(Provided records begins)

//! Daily bar loading.
//!
//! Fetches raw price rows, converts traded shares to lots and attaches the
//! standard indicators. Any failure yields an empty series, which callers read
//! as "insufficient data".

use crate::domain::fetch::fetch_rows;
use crate::domain::indicator_helpers::attach_indicators;
use crate::domain::ohlcv::{round_half_up, OhlcvBar};
use crate::ports::data_port::{DataPort, Dataset};
use chrono::NaiveDate;
use serde::Deserialize;
use std::time::Duration;

pub const SHARES_PER_LOT: f64 = 1000.0;

#[derive(Debug, Clone, Deserialize)]
pub struct PriceRow {
    pub date: NaiveDate,
    pub open: f64,
    #[serde(rename = "max")]
    pub high: f64,
    #[serde(rename = "min")]
    pub low: f64,
    pub close: f64,
    #[serde(rename = "Trading_Volume")]
    pub trading_volume: f64,
}

pub async fn load_bars(
    port: &dyn DataPort,
    symbol: &str,
    start_date: NaiveDate,
    timeout: Duration,
) -> Vec<OhlcvBar> {
    match fetch_rows::<PriceRow>(port, Dataset::StockPrice, symbol, start_date, timeout).await {
        Ok(rows) => {
            let bars = bars_from_rows(rows);
            tracing::debug!(symbol, bars = bars.len(), "loaded price bars");
            bars
        }
        Err(e) => {
            tracing::warn!(symbol, error = %e, "price fetch failed, treating as no data");
            Vec::new()
        }
    }
}

/// Converts price rows into an ascending, indicator-enriched bar series.
pub fn bars_from_rows(rows: Vec<PriceRow>) -> Vec<OhlcvBar> {
    let mut bars: Vec<OhlcvBar> = rows
        .into_iter()
        .map(|r| {
            OhlcvBar::new(
                r.date,
                r.open,
                r.high,
                r.low,
                r.close,
                round_half_up(r.trading_volume / SHARES_PER_LOT),
            )
        })
        .collect();
    bars.sort_by_key(|b| b.date);
    attach_indicators(&mut bars);
    bars
}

(Provided records ends)

_About this task_.
For this exercise, retype the complete listing exactly.

_Solution to the exercise_.
//! Daily bar loading.
//!
//! Fetches raw price rows, converts traded shares to lots and attaches the
//! standard indicators. Any failure yields an empty series, which callers read
//! as "insufficient data".

use crate::domain::fetch::fetch_rows;
use crate::domain::indicator_helpers::attach_indicators;
use crate::domain::ohlcv::{round_half_up, OhlcvBar};
use crate::ports::data_port::{DataPort, Dataset};
use chrono::NaiveDate;
use serde::Deserialize;
use std::time::Duration;

pub const SHARES_PER_LOT: f64 = 1000.0;

#[derive(Debug, Clone, Deserialize)]
pub struct PriceRow {
    pub date: NaiveDate,
    pub open: f64,
    #[serde(rename = "max")]
    pub high: f64,
    #[serde(rename = "min")]
    pub low: f64,
    pub close: f64,
    #[serde(rename = "Trading_Volume")]
    pub trading_volume: f64,
}

pub async fn load_bars(
    port: &dyn DataPort,
    symbol: &str,
    start_date: NaiveDate,
    timeout: Duration,
) -> Vec<OhlcvBar> {
    match fetch_rows::<PriceRow>(port, Dataset::StockPrice, symbol, start_date, timeout).await {
        Ok(rows) => {
            let bars = bars_from_rows(rows);
            tracing::debug!(symbol, bars = bars.len(), "loaded price bars");
            bars
        }
        Err(e) => {
            tracing::warn!(symbol, error = %e, "price fetch failed, treating as no data");
            Vec::new()
        }
    }
}

/// Converts price rows into an ascending, indicator-enriched bar series.
pub fn bars_from_rows(rows: Vec<PriceRow>) -> Vec<OhlcvBar> {
    let mut bars: Vec<OhlcvBar> = rows
        .into_iter()
        .map(|r| {
            OhlcvBar::new(
                r.date,
                r.open,
                r.high,
                r.low,
                r.close,
                round_half_up(r.trading_volume / SHARES_PER_LOT),
            )
        })
        .collect();
    bars.sort_by_key(|b| b.date);
    attach_indicators(&mut bars);
    bars
}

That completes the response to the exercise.